Mulailah aku melintas …. Lumayan mendebarkan, saat di bagian sambungan ayunan terasa lebih kencang tetapi aku berusaha untuk menyeimbangkan tubuhku dan akhirnya aku sampai ke seberang. Aku sorot senterku ke bamboo lalu aku teriak agar dia berhati-hati …… dia mulai berjalan, agak lamban karena di bahunya dia membawa bakul.
Setahap setahap dia melangkah, aku merasa tegang sendiri melihat dia berjalan. Aku khawatir dia terpeleset …. Sehingga tanpa sadar ketika dia sudah dekat, aku menjulurkan tanganku dan diapun menyambutnya ….. akhirnya diapun tiba. Lucunya, jarak tubuh kami sangat dekat karena tangannya masih memegang tanganku. Saat dia sadar, buru-buru dia lepaskan dan dia palingkan wajahnya …..
“ Maaf “ kataku sambil pura-pura membetulkan posisi ransel. Lalu kami jalan lagi menuju ke hilir, kali ini jaraknya tidak jauh dariku karena jalan curam. Sesekali saat melewati jalan yang agak terjal, aku berhenti lalu menyorotkan senter ke jalan yang akan dipijaknya hingga akhirnya ketika melewati sebuah turunan, batu yang dia pijak terlepas … tubuhnya oleng lalu terjerembab …. ke tubuhku. Karena kedudukanku kurang pas, akhirnya kami terguling bersama. Saat tubuh kami sudah diam, aku berada di bawahnya, dia menindihku … wajahnya sangat dekat dengan wajahku. Beberaa detik kami masih terkesima, nafasnya terasa panas menyapu wajahku ….. lalu akhirnya aku dan dia sadar, buru-buru dia berdiri, begitu pula aku ….
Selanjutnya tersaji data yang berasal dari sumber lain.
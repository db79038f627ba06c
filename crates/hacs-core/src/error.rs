//! Core error types for the HACS agent

use hacs_protocol::{
    error_payload, ERROR_BUSY, ERROR_INVALID_REQUEST, ERROR_INVALID_RESPONSE, ERROR_UNAVAILABLE,
};
use std::path::PathBuf;
use thiserror::Error;

/// Persisted key material could not be used
#[derive(Error, Debug)]
pub enum IdentityError {
    /// Reading or writing a key file failed
    #[error("Key file {path} is not accessible: {source}")]
    Io {
        path: PathBuf,
        #[source]
        source: std::io::Error,
    },

    /// Key file has the wrong length
    #[error("Key file {path} is corrupt: expected {expected} bytes, found {actual}")]
    Corrupt {
        path: PathBuf,
        expected: usize,
        actual: usize,
    },

    /// Key bytes have the right length but are not a valid key
    #[error("Key file {path} holds an invalid key: {reason}")]
    InvalidKey { path: PathBuf, reason: String },

    /// Stored public key does not belong to the stored private key
    #[error("Public key in {path} does not match the private key")]
    Mismatch { path: PathBuf },

    /// Public key exists without its private key
    #[error("Private key {path} is missing but a public key is present")]
    MissingPrivateKey { path: PathBuf },

    /// Refusing to follow a symlinked key file
    #[error("Refusing to use key file {path}: path is a symlink")]
    Symlink { path: PathBuf },
}

/// Errors from the pairing handshake
#[derive(Error, Debug)]
pub enum PairingError {
    /// Code is not exactly six ASCII digits
    #[error("Invalid code format: pairing code must be exactly 6 digits")]
    InvalidCodeFormat,

    /// Pairing service could not be reached
    #[error("Pairing request failed: {0}")]
    Transport(#[source] reqwest::Error),

    /// Pairing service answered with a non-200 status
    #[error("Pairing rejected with status {status}: {body}")]
    Rejected { status: u16, body: String },

    /// Pairing service answered 200 with an undecodable body
    #[error("Pairing response could not be decoded: {0}")]
    Protocol(#[source] serde_json::Error),
}

impl PairingError {
    /// Whether the caller should ask for a new code instead of giving up.
    ///
    /// Every pairing failure leaves the device identity intact, so all of
    /// them can be retried with a fresh code.
    pub fn is_recoverable(&self) -> bool {
        match self {
            PairingError::InvalidCodeFormat
            | PairingError::Transport(_)
            | PairingError::Rejected { .. }
            | PairingError::Protocol(_) => true,
        }
    }
}

/// Failure to obtain a result from the local engine
#[derive(Error, Debug, Clone, PartialEq, Eq)]
pub enum RelayError {
    /// Engine unreachable, refused or timed out
    #[error("Local engine unavailable: {0}")]
    Unavailable(String),

    /// Engine answered with a body that is not JSON
    #[error("Local engine returned an invalid response: {0}")]
    InvalidResponse(String),

    /// Too many intents already in flight
    #[error("Local engine is busy")]
    Busy,

    /// The `act` itself could not be decoded, so the engine was never called
    #[error("Invalid intent request: {0}")]
    InvalidRequest(String),
}

impl RelayError {
    /// The `result` value sent to the gateway in place of an engine result
    pub fn payload(&self) -> serde_json::Value {
        let message = match self {
            RelayError::Unavailable(_) => ERROR_UNAVAILABLE,
            RelayError::InvalidResponse(_) => ERROR_INVALID_RESPONSE,
            RelayError::Busy => ERROR_BUSY,
            RelayError::InvalidRequest(_) => ERROR_INVALID_REQUEST,
        };
        error_payload(message)
    }
}

/// Configuration-related errors
#[derive(Error, Debug)]
pub enum ConfigError {
    /// Config file not found
    #[error("Config file not found: {0}")]
    NotFound(PathBuf),

    /// Invalid configuration
    #[error("Invalid config: {0}")]
    Invalid(String),

    /// TOML parse error
    #[error("TOML parse error: {0}")]
    Parse(#[from] toml::de::Error),
}
//! Core trait definitions

mod engine;

pub use engine::IntentEngine;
“ Aduh ….. Teteh tidak apa-apa ? “ tanyaku sambil menyorot tubuhnya.
“ Tidak …. Tidak apa-apa …. “ jawabnya gugup sambil mencari bakulnya yang terlepas saat jatuh terguling tadi. Ku bantu mencarikan dan ketemu. Isinya tumpah, ternyata berisi waluh … segera ku bantu memunguti lalu kumasukkan lagi ke bakulnya. Ada beberapa yang nyemplung ke sungai tapi dia biarkan. Setelah bakulnya terikat kembali ke tubuhnya, aku mulai berjalan tetapi ku dengar dia agak mendesis, saat ku lihat ternyata jalannya jadi pincang …..
“ Wah …. Teteh keseleo …. “ aku jadi kaget. Ku lihat kakinya lalu ku pegang agak ku tekan … dia mendesis … benar, dia keseleo.
“ Teh …. Masih jauhkah rumah Teteh ? “ tanyaku.
“ Satu jam lagi dari sini ….. ddduuuuhhhh …. “ jawabnya sambil memegang kakinya yang sakit.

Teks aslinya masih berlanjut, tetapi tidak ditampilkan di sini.